Your assignment: State the number of lines below in which the word "convert" appears. Nothing else belongs in the answer.

[Dataset entries]

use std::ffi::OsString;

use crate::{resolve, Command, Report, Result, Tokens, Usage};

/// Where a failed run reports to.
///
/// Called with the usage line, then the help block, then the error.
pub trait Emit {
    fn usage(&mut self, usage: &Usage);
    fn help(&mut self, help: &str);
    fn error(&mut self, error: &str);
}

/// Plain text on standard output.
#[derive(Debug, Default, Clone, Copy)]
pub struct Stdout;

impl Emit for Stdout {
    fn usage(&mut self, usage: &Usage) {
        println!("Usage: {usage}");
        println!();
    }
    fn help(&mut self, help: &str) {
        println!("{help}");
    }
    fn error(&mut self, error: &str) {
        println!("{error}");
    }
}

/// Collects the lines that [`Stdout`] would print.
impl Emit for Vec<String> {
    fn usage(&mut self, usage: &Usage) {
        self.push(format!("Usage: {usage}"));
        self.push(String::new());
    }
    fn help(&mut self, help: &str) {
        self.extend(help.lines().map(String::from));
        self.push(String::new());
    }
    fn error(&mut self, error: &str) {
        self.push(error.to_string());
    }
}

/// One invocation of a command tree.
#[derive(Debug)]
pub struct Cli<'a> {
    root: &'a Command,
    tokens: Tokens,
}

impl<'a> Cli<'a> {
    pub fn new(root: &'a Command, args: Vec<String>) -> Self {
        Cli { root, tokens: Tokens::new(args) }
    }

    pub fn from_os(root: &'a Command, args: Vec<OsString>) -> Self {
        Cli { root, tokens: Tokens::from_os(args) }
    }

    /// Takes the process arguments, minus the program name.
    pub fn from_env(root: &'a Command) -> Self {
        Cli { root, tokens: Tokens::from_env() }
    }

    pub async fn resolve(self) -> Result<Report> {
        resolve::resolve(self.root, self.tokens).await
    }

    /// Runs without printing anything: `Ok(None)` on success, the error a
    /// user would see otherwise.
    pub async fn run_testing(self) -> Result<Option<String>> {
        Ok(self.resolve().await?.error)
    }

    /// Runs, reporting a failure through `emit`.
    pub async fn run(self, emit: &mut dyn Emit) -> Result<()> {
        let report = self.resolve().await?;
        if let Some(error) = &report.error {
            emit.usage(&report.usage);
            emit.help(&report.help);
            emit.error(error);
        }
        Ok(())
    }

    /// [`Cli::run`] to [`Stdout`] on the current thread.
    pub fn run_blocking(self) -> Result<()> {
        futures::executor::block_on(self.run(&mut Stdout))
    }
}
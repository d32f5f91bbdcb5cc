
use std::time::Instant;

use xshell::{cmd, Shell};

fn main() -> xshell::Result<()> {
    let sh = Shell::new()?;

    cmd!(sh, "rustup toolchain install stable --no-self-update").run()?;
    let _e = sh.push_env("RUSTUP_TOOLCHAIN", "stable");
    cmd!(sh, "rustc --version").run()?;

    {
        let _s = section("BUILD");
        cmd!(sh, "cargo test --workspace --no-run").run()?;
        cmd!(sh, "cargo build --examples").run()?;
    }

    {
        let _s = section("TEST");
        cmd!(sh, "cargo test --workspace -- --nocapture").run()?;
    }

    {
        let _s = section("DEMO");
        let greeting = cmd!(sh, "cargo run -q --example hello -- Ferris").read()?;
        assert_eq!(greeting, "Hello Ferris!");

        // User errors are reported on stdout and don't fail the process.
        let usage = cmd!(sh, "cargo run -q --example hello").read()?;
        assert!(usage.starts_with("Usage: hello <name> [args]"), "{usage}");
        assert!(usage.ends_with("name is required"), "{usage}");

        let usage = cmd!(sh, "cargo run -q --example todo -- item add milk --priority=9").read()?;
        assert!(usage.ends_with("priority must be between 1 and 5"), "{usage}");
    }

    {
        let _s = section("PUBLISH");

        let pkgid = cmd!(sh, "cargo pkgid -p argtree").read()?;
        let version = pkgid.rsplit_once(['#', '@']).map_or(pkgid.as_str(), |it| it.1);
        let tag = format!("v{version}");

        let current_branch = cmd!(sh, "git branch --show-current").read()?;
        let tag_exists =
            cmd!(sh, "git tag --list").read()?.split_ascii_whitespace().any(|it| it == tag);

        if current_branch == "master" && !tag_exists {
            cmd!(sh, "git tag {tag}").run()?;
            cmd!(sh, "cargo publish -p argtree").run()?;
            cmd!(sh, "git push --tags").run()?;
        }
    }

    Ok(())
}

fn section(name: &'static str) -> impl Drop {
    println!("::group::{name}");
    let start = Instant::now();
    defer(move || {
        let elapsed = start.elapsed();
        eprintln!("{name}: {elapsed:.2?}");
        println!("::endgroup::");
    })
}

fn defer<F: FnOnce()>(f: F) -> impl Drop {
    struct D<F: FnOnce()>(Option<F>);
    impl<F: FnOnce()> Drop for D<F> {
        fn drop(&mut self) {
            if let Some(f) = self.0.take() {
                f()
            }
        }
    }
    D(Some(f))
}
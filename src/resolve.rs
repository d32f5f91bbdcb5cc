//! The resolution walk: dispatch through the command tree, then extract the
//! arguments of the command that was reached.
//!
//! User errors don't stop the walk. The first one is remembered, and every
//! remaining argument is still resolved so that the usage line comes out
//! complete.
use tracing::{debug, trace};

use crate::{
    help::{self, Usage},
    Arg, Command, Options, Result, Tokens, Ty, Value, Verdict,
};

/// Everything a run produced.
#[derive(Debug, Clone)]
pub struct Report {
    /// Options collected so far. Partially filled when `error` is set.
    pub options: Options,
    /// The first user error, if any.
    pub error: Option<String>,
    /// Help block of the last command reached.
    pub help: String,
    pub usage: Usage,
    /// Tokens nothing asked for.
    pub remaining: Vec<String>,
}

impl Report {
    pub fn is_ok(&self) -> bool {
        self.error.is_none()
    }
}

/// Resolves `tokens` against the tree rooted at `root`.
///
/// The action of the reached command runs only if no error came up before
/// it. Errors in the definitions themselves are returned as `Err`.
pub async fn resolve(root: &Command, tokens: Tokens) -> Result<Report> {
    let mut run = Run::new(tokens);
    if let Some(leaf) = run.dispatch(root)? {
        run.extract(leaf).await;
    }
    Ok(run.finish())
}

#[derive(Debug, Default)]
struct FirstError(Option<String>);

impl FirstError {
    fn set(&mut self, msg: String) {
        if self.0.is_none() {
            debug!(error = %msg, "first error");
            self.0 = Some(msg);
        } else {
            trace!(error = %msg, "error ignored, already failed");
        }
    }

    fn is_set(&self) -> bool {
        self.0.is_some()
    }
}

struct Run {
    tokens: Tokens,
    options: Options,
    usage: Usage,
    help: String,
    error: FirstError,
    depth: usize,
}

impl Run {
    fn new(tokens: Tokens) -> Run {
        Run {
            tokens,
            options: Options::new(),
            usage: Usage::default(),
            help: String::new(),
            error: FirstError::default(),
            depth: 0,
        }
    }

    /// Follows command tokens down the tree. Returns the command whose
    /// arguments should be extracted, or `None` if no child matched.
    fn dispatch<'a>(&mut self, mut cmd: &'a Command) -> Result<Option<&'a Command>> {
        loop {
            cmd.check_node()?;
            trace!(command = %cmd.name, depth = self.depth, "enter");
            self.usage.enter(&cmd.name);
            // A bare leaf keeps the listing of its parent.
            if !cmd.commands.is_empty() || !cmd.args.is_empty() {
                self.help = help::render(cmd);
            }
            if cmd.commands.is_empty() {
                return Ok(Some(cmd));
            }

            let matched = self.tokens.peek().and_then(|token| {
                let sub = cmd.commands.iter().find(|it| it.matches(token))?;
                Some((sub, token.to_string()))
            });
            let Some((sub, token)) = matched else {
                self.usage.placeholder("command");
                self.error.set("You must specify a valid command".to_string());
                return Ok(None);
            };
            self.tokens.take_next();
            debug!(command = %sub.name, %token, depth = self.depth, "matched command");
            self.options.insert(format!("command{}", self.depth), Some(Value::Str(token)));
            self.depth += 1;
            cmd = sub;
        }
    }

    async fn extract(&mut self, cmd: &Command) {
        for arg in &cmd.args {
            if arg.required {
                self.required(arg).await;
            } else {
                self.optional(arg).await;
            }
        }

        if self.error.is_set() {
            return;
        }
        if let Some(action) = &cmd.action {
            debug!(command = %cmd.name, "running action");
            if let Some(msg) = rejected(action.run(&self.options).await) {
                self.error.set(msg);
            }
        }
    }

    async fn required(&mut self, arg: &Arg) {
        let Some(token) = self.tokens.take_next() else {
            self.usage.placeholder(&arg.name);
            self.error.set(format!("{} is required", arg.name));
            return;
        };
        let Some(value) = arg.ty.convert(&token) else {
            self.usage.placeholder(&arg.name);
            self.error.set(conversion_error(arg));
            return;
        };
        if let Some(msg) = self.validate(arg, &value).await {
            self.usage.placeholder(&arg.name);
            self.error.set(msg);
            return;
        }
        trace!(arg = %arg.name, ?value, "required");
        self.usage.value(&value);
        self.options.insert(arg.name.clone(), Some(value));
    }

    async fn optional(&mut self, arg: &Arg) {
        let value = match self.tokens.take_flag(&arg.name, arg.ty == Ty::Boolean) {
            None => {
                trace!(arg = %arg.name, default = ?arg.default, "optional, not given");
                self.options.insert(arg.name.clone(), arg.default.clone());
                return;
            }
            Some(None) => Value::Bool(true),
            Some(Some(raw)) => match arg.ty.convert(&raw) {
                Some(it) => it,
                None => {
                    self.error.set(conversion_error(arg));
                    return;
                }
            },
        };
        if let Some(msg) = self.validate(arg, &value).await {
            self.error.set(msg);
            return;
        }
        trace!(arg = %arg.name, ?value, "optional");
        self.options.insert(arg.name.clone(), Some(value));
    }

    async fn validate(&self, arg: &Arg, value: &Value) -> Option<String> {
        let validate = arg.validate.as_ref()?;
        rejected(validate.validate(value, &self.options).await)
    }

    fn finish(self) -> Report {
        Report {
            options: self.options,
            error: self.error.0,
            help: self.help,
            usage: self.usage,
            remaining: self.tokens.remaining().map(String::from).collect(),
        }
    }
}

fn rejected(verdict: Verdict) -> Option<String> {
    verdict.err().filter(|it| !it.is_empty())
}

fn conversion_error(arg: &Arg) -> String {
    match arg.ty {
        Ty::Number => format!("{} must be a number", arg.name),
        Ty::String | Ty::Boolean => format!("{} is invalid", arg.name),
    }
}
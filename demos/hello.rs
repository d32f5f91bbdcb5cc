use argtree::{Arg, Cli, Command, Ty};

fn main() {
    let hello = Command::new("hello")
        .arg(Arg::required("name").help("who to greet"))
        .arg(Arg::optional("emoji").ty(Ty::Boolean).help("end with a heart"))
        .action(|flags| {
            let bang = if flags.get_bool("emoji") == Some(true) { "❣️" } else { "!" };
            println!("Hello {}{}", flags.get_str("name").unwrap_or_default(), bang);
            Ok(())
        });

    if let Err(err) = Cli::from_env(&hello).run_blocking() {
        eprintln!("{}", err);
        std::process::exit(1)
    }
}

Task result: 2